[Records contained in a dataset]
::::::
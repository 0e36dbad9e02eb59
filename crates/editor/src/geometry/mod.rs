//! Spline geometry kernel.
//!
//! Stateless functions that turn sparse control ("catmull") points into dense,
//! fixed-resolution serie polylines with per-sample frames, offset curves along
//! those frames, and decouple/recombine the altitude profile from the planar shape.
//!
//! Degenerate input (coincident consecutive control points, zero tangents,
//! non-increasing altitude stations) is rejected with [`GeometryError`].

pub mod altitude;
pub mod frame;
pub mod hermite;
pub mod offset;
pub mod tangent;
mod vector;

pub use altitude::{
    altitude_at, arc_lengths, catmull_stations, decouple_altitude, extend_altitude,
    follow_altitude, recombine_altitude, stretch_altitude, DecoupledAltitude, RecombinedCurve,
};
pub use frame::{compute_normals_and_tangents, pin_end_normals, SerieFrames};
pub use hermite::{hermite_segment, sample_hermite, span_lengths, SamplePolicy};
pub use offset::{
    offset_by_normal, offset_by_normal_each, resolve_catmull_indices, signed_offsets, PointOffset,
};
pub use tangent::{fit_altitude_tangents, fit_tangents};
pub use vector::{planar_distance, planar_length};

/// Distances below this are treated as zero.
pub const EPSILON: f64 = 1e-9;

/// Kernel failure.
#[derive(Debug, Clone, PartialEq)]
pub enum GeometryError {
    /// Not enough control points for the operation
    TooFewPoints { needed: usize, got: usize },
    /// Two consecutive control points coincide in the plane
    DegenerateSegment { index: usize },
    /// A tangent (or finite-difference direction) has zero length
    ZeroTangent { index: usize },
    /// Requested sample count below two
    InvalidSampleCount(usize),
    /// Parallel arrays disagree in length
    LengthMismatch { expected: usize, got: usize },
    /// Sample index outside the serie
    IndexOutOfRange { index: usize, len: usize },
    /// Altitude stations must strictly increase
    NonIncreasingStation { index: usize },
}

impl std::fmt::Display for GeometryError {
    fn fmt(&self, f: &mut std::fmt::Formatter<'_>) -> std::fmt::Result {
        match self {
            GeometryError::TooFewPoints { needed, got } => {
                write!(f, "Need at least {} points, got {}", needed, got)
            }
            GeometryError::DegenerateSegment { index } => {
                write!(f, "Control points {} and {} coincide", index, index + 1)
            }
            GeometryError::ZeroTangent { index } => {
                write!(f, "Zero-length tangent at point {}", index)
            }
            GeometryError::InvalidSampleCount(n) => write!(f, "Invalid sample count: {}", n),
            GeometryError::LengthMismatch { expected, got } => {
                write!(f, "Length mismatch: expected {}, got {}", expected, got)
            }
            GeometryError::IndexOutOfRange { index, len } => {
                write!(f, "Index {} out of range for {} samples", index, len)
            }
            GeometryError::NonIncreasingStation { index } => {
                write!(f, "Altitude station {} does not increase", index)
            }
        }
    }
}

impl std::error::Error for GeometryError {}
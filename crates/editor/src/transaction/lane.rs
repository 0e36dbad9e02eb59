//! Add and remove lanes.

use std::rc::Rc;

use serde::{Deserialize, Serialize};
use shared::{LaneId, LaneSide, ObjectId, RoadId};

use crate::config::EditorSettings;
use crate::derive::{build_lane, lane_policy, lane_width, reattach_inner_lines, shift_lane, shift_line};
use crate::store::EntityStore;
use crate::transaction::{locate_lane, lookup_road, Edit, EditError, KeyInfo};

/// Insert a lane on one side of a road.
///
/// The new lane goes right after the lane at `lane_index`; `-1` makes it the
/// innermost lane. Lanes further out keep their ids and move outward by the
/// new lane's width.
#[derive(Debug, Clone, PartialEq, Serialize, Deserialize)]
pub struct AddLane {
    pub road_id: RoadId,
    pub side: LaneSide,
    pub lane_index: i32,
    /// Defaults to the configured lane width
    #[serde(default)]
    pub width: Option<f64>,
}

impl AddLane {
    pub fn new(road_id: impl Into<RoadId>, side: LaneSide, lane_index: i32) -> Self {
        Self {
            road_id: road_id.into(),
            side,
            lane_index,
            width: None,
        }
    }
}

impl Edit for AddLane {
    fn label(&self) -> &'static str {
        "AddLane"
    }

    fn resolve_necessary_info(&self, store: &EntityStore) -> Result<KeyInfo, EditError> {
        let road = lookup_road(store, &self.road_id)?;
        Ok(KeyInfo::new().with_road(self.road_id.clone(), Some(road)))
    }

    fn generate_new_key_info(
        &self,
        old: &KeyInfo,
        settings: &EditorSettings,
    ) -> Result<KeyInfo, EditError> {
        let road = old.require_road(&self.road_id)?;
        let lanes = road.lanes(self.side);
        if self.lane_index < -1 || self.lane_index >= lanes.len() as i32 {
            return Err(EditError::LaneIndexOutOfRange {
                index: self.lane_index,
                len: lanes.len(),
            });
        }
        let width = self.width.unwrap_or(settings.lanes.default_width);
        if !width.is_finite() || width < settings.lanes.min_width {
            return Err(EditError::InvalidWidth(width));
        }

        let position = (self.lane_index + 1) as usize;
        let reference = &road.reference_line;
        let policy = lane_policy(road, &settings.sampling);
        let offset = width * self.side.sign();

        let inner = if position == 0 {
            reference.clone()
        } else {
            lanes[position - 1].outer_line.geometry.clone()
        };
        let outer = shift_line(reference, &inner, offset, policy)?;

        let mut updated = (**road).clone();
        let index = updated.bump_general_lane_index(self.side);
        let lane = build_lane(&road.id, self.side, index, inner, outer);
        tracing::debug!("AddLane {} at {:?}[{}]", lane.id, self.side, position);

        let mut new_lanes = Vec::with_capacity(lanes.len() + 1);
        new_lanes.extend_from_slice(&lanes[..position]);
        new_lanes.push(lane);
        for outward in &lanes[position..] {
            new_lanes.push(shift_lane(reference, outward, offset, policy)?);
        }
        reattach_inner_lines(reference, &mut new_lanes);
        updated.set_lanes(self.side, new_lanes);

        Ok(KeyInfo::new().with_road(self.road_id.clone(), Some(Rc::new(updated))))
    }

    fn target_id(&self) -> ObjectId {
        self.road_id.clone()
    }

    fn validated_road(&self) -> Option<RoadId> {
        Some(self.road_id.clone())
    }
}

/// Delete a lane. Lanes further out move inward by its width.
#[derive(Debug, Clone, PartialEq, Serialize, Deserialize)]
pub struct RemoveLane {
    pub road_id: RoadId,
    pub lane_id: LaneId,
}

impl RemoveLane {
    pub fn new(road_id: impl Into<RoadId>, lane_id: impl Into<LaneId>) -> Self {
        Self {
            road_id: road_id.into(),
            lane_id: lane_id.into(),
        }
    }
}

impl Edit for RemoveLane {
    fn label(&self) -> &'static str {
        "RemoveLane"
    }

    fn resolve_necessary_info(&self, store: &EntityStore) -> Result<KeyInfo, EditError> {
        let road = lookup_road(store, &self.road_id)?;
        locate_lane(&road, &self.lane_id)?;
        Ok(KeyInfo::new().with_road(self.road_id.clone(), Some(road)))
    }

    fn generate_new_key_info(
        &self,
        old: &KeyInfo,
        settings: &EditorSettings,
    ) -> Result<KeyInfo, EditError> {
        let road = old.require_road(&self.road_id)?;
        let (side, position) = locate_lane(road, &self.lane_id)?;
        let lanes = road.lanes(side);
        let reference = &road.reference_line;
        let policy = lane_policy(road, &settings.sampling);
        let offset = -lane_width(&lanes[position]) * side.sign();

        let mut new_lanes = Vec::with_capacity(lanes.len() - 1);
        new_lanes.extend_from_slice(&lanes[..position]);
        for outward in &lanes[position + 1..] {
            new_lanes.push(shift_lane(reference, outward, offset, policy)?);
        }
        reattach_inner_lines(reference, &mut new_lanes);

        let mut updated = (**road).clone();
        updated.set_lanes(side, new_lanes);
        Ok(KeyInfo::new().with_road(self.road_id.clone(), Some(Rc::new(updated))))
    }

    fn target_id(&self) -> ObjectId {
        self.lane_id.clone()
    }

    fn validated_road(&self) -> Option<RoadId> {
        Some(self.road_id.clone())
    }
}
//! Create and remove roads.

use std::rc::Rc;

use serde::{Deserialize, Serialize};
use shared::{
    ContactPoint, Lane, LaneRef, LaneSide, ObjectId, Point3D, Road, RoadCategory, RoadConnection,
    RoadEnd, RoadId, RoadRef,
};

use crate::config::EditorSettings;
use crate::derive::{initial_road, road_end_frame};
use crate::geometry::planar_distance;
use crate::store::EntityStore;
use crate::transaction::{
    lookup_junction, lookup_road, new_object_id, Edit, EditError, KeyInfo,
};

// ============================================================================
// CreateRoad
// ============================================================================

/// New straight or spline road with one lane on each side.
#[derive(Debug, Clone, PartialEq, Serialize, Deserialize)]
pub struct CreateRoad {
    #[serde(default = "new_object_id")]
    pub road_id: RoadId,
    pub category: RoadCategory,
    pub catmull_points: Vec<Point3D>,
    #[serde(default)]
    pub catmull_tangents: Option<Vec<Point3D>>,
}

impl CreateRoad {
    pub fn spline(road_id: impl Into<RoadId>, catmull_points: Vec<Point3D>) -> Self {
        Self {
            road_id: road_id.into(),
            category: RoadCategory::Spline,
            catmull_points,
            catmull_tangents: None,
        }
    }

    pub fn straight(road_id: impl Into<RoadId>, start: Point3D, end: Point3D) -> Self {
        Self {
            road_id: road_id.into(),
            category: RoadCategory::Straight,
            catmull_points: vec![start, end],
            catmull_tangents: None,
        }
    }
}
::::::
Send back an exact copy of only the lines from the line with "offset curves along" up to and including the line with "#[derive(Debug, Clone, PartialEq)]" in the data above.

//! fixed-resolution serie polylines with per-sample frames, offset curves along
//! those frames, and decouple/recombine the altitude profile from the planar shape.
//!
//! Degenerate input (coincident consecutive control points, zero tangents,
//! non-increasing altitude stations) is rejected with [`GeometryError`].

pub mod altitude;
pub mod frame;
pub mod hermite;
pub mod offset;
pub mod tangent;
mod vector;

pub use altitude::{
    altitude_at, arc_lengths, catmull_stations, decouple_altitude, extend_altitude,
    follow_altitude, recombine_altitude, stretch_altitude, DecoupledAltitude, RecombinedCurve,
};
pub use frame::{compute_normals_and_tangents, pin_end_normals, SerieFrames};
pub use hermite::{hermite_segment, sample_hermite, span_lengths, SamplePolicy};
pub use offset::{
    offset_by_normal, offset_by_normal_each, resolve_catmull_indices, signed_offsets, PointOffset,
};
pub use tangent::{fit_altitude_tangents, fit_tangents};
pub use vector::{planar_distance, planar_length};

/// Distances below this are treated as zero.
pub const EPSILON: f64 = 1e-9;

/// Kernel failure.
#[derive(Debug, Clone, PartialEq)]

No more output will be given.